Over three dozen sports figures are among those who have received the award since its inception in 1963. Former college football coach Lou Holtz and Gable will be the 10th and 11th from sports who have been so honored by Trump. Others include Babe Ruth and Tiger Woods.

“I thought (Gable’s selection) was a no-brainer,” Olszta said. “He is as deserving as anybody else of this award, and I think it’s been a long time coming.”

“Gable has left me a lifetime philosophy that I do not deviate from,” said Iowa head wrestling coach Tom Brands. “My brother (assistant coach Terry Brands) and I are keen on the lessons we learned from him. That will never change. This award is awesome because it puts Dan Gable in context and brings him back front and center.”

Trump, in a tight race with Joe Biden for Iowa’s electoral votes in next month’s presidential election, obviously will curry favor with the many Iowans who revere Gable.

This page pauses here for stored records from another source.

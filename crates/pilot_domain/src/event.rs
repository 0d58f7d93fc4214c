use serde::Deserialize;
use serde_json::Value;
use strum_macros::IntoStaticStr;

use crate::{Error, Result, ToolCallFull, ToolCallId, ToolName, ToolOutput};

/// One event delivered by the agent feed, decoded once at the feed boundary.
#[derive(Clone, Debug, PartialEq, IntoStaticStr)]
#[strum(serialize_all = "snake_case")]
pub enum AgentEvent {
    /// A text fragment. Narration is buffered for live display; anything else
    /// is committed immediately as a finished message.
    Text { content: String, narration: bool },
    ToolCallStart(ToolCallFull),
    ToolResult {
        call_id: Option<ToolCallId>,
        name: Option<ToolName>,
        output: ToolOutput,
    },
    NewTurn,
    LimitReached,
    Done,
}

impl AgentEvent {
    pub fn narration(content: impl Into<String>) -> Self {
        AgentEvent::Text { content: content.into(), narration: true }
    }

    pub fn message(content: impl Into<String>) -> Self {
        AgentEvent::Text { content: content.into(), narration: false }
    }

    pub fn kind(&self) -> &'static str {
        self.into()
    }

    /// Decodes the loosely shaped wire object into a single event variant.
    ///
    /// When an object carries several markers, terminal markers win over tool
    /// traffic, which wins over turn boundaries and text. Text riding on a
    /// terminal marker is dropped here; use [`Self::decode_all`] to keep it.
    pub fn decode(value: Value) -> Result<Self> {
        let raw: RawEvent = serde_json::from_value(value.clone())?;
        raw.into_event()
            .ok_or_else(|| Error::UnrecognizedEvent(value.to_string()))
    }

    /// Decodes a wire object into the events it carries, in order. Text on a
    /// `done` or `limitReached` object comes out as a text event ahead of the
    /// terminal one.
    pub fn decode_all(value: Value) -> Result<Vec<Self>> {
        let mut raw: RawEvent = serde_json::from_value(value.clone())?;

        let mut events = Vec::new();
        if raw.is_terminal()
            && let Some(content) = raw.content.take()
        {
            events.push(AgentEvent::Text {
                content,
                narration: raw.is_narration.unwrap_or(true),
            });
        }
        let event = raw
            .into_event()
            .ok_or_else(|| Error::UnrecognizedEvent(value.to_string()))?;
        events.push(event);
        Ok(events)
    }

    pub fn from_json(input: &str) -> Result<Self> {
        Self::decode(serde_json::from_str(input)?)
    }
}

#[derive(Debug, Deserialize)]
#[serde(rename_all = "camelCase")]
struct RawEvent {
    content: Option<String>,
    is_narration: Option<bool>,
    tool_call: Option<RawToolCall>,
    tool_result: Option<RawToolResult>,
    is_new_turn: Option<bool>,
    limit_reached: Option<bool>,
    done: Option<bool>,
}

impl RawEvent {
    fn is_terminal(&self) -> bool {
        self.done == Some(true) || self.limit_reached == Some(true)
    }

    fn into_event(self) -> Option<AgentEvent> {
        if self.done == Some(true) {
            return Some(AgentEvent::Done);
        }
        if self.limit_reached == Some(true) {
            return Some(AgentEvent::LimitReached);
        }
        if let Some(result) = self.tool_result {
            return Some(AgentEvent::ToolResult {
                call_id: result.tool_call_id.map(ToolCallId::new),
                name: result.name.map(ToolName::new),
                output: result.result,
            });
        }
        if let Some(call) = self.tool_call {
            let mut full = ToolCallFull::new(call.name)
                .arguments(call.args.unwrap_or_else(|| Value::Object(Default::default())));
            full.call_id = call.id.map(ToolCallId::new);
            return Some(AgentEvent::ToolCallStart(full));
        }
        if self.is_new_turn == Some(true) {
            return Some(AgentEvent::NewTurn);
        }
        self.content.map(|content| AgentEvent::Text {
            content,
            narration: self.is_narration.unwrap_or(true),
        })
    }
}

#[derive(Debug, Deserialize)]
struct RawToolCall {
    id: Option<String>,
    name: String,
    #[serde(alias = "arguments")]
    args: Option<Value>,
}

#[derive(Debug, Deserialize)]
#[serde(rename_all = "camelCase")]
struct RawToolResult {
    tool_call_id: Option<String>,
    #[serde(alias = "toolName")]
    name: Option<String>,
    #[serde(default)]
    result: ToolOutput,
}

#[cfg(test)]
mod tests {
    use pretty_assertions::assert_eq;
    use serde_json::json;

    use super::*;

    #[test]
    fn test_decode_narration_defaults_to_buffered() {
        let actual = AgentEvent::decode(json!({"content": "Checking page"})).unwrap();
        let expected = AgentEvent::narration("Checking page");
        assert_eq!(actual, expected);
    }

    #[test]
    fn test_decode_finished_text() {
        let actual =
            AgentEvent::decode(json!({"content": "All set", "isNarration": false})).unwrap();
        let expected = AgentEvent::message("All set");
        assert_eq!(actual, expected);
    }

    #[test]
    fn test_decode_tool_call() {
        let fixture = json!({
            "toolCall": {"id": "t1", "name": "browser_navigate", "args": {"url": "https://example.com"}}
        });
        let actual = AgentEvent::decode(fixture).unwrap();
        let expected = AgentEvent::ToolCallStart(
            ToolCallFull::new("browser_navigate")
                .call_id(ToolCallId::new("t1"))
                .arguments(json!({"url": "https://example.com"})),
        );
        assert_eq!(actual, expected);
    }

    #[test]
    fn test_decode_tool_call_without_id_or_args() {
        let actual = AgentEvent::decode(json!({"toolCall": {"name": "browser_snapshot"}})).unwrap();
        let expected =
            AgentEvent::ToolCallStart(ToolCallFull::new("browser_snapshot").arguments(json!({})));
        assert_eq!(actual, expected);
    }

    #[test]
    fn test_decode_tool_result() {
        let fixture = json!({
            "toolResult": {"toolCallId": "t1", "result": {"message": "Navigated"}}
        });
        let actual = AgentEvent::decode(fixture).unwrap();
        let expected = AgentEvent::ToolResult {
            call_id: Some(ToolCallId::new("t1")),
            name: None,
            output: ToolOutput::message("Navigated"),
        };
        assert_eq!(actual, expected);
    }

    #[test]
    fn test_decode_markers() {
        assert_eq!(AgentEvent::decode(json!({"isNewTurn": true})).unwrap(), AgentEvent::NewTurn);
        assert_eq!(
            AgentEvent::decode(json!({"limitReached": true})).unwrap(),
            AgentEvent::LimitReached
        );
        assert_eq!(AgentEvent::decode(json!({"done": true})).unwrap(), AgentEvent::Done);
    }

    #[test]
    fn test_decode_done_wins_over_content() {
        let actual = AgentEvent::decode(json!({"content": "bye", "done": true})).unwrap();
        assert_eq!(actual, AgentEvent::Done);
    }

    #[test]
    fn test_decode_all_keeps_text_on_done() {
        let actual =
            AgentEvent::decode_all(json!({"content": "bye", "isNarration": false, "done": true}))
                .unwrap();
        let expected = vec![AgentEvent::message("bye"), AgentEvent::Done];
        assert_eq!(actual, expected);
    }

    #[test]
    fn test_decode_all_keeps_narration_on_limit() {
        let actual =
            AgentEvent::decode_all(json!({"content": "Almost", "limitReached": true})).unwrap();
        let expected = vec![AgentEvent::narration("Almost"), AgentEvent::LimitReached];
        assert_eq!(actual, expected);
    }

    #[test]
    fn test_decode_all_single_event() {
        let actual = AgentEvent::decode_all(json!({"isNewTurn": true})).unwrap();
        assert_eq!(actual, vec![AgentEvent::NewTurn]);
    }

    #[test]
    fn test_decode_all_unrecognized() {
        let actual = AgentEvent::decode_all(json!({"heartbeat": 1}));
        assert!(matches!(actual, Err(Error::UnrecognizedEvent(_))));
    }

    #[test]
    fn test_decode_unrecognized() {
        let actual = AgentEvent::decode(json!({"done": false, "heartbeat": 1}));
        assert!(matches!(actual, Err(Error::UnrecognizedEvent(_))));
    }

    #[test]
    fn test_decode_rejects_malformed_tool_call() {
        let actual = AgentEvent::from_json(r#"{"toolCall": {"id": "t1"}}"#);
        assert!(matches!(actual, Err(Error::EventDecode(_))));
    }

    #[test]
    fn test_kind() {
        assert_eq!(AgentEvent::NewTurn.kind(), "new_turn");
        assert_eq!(AgentEvent::narration("x").kind(), "text");
    }
}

“There are obviously political ramifications, I’m sure, for Trump,” Olszta said. “But what I say is it’s not the President Donald Trump Medal of Freedom, it’s the Presidential Medal of Freedom. Trump gave it to him, but nobody can argue that Dan Gable does not embody that.”

“I’m glad we can get a wrestler in there,” Gable said. “We need one.”

As for representing Iowa, he said “I could talk all day on Iowa. I had opportunities to leave Iowa for financial reasons at times, but I never once considered it. Iowa is really where it’s at. They call it the heartland. We feed the world. And I think we wrestle.”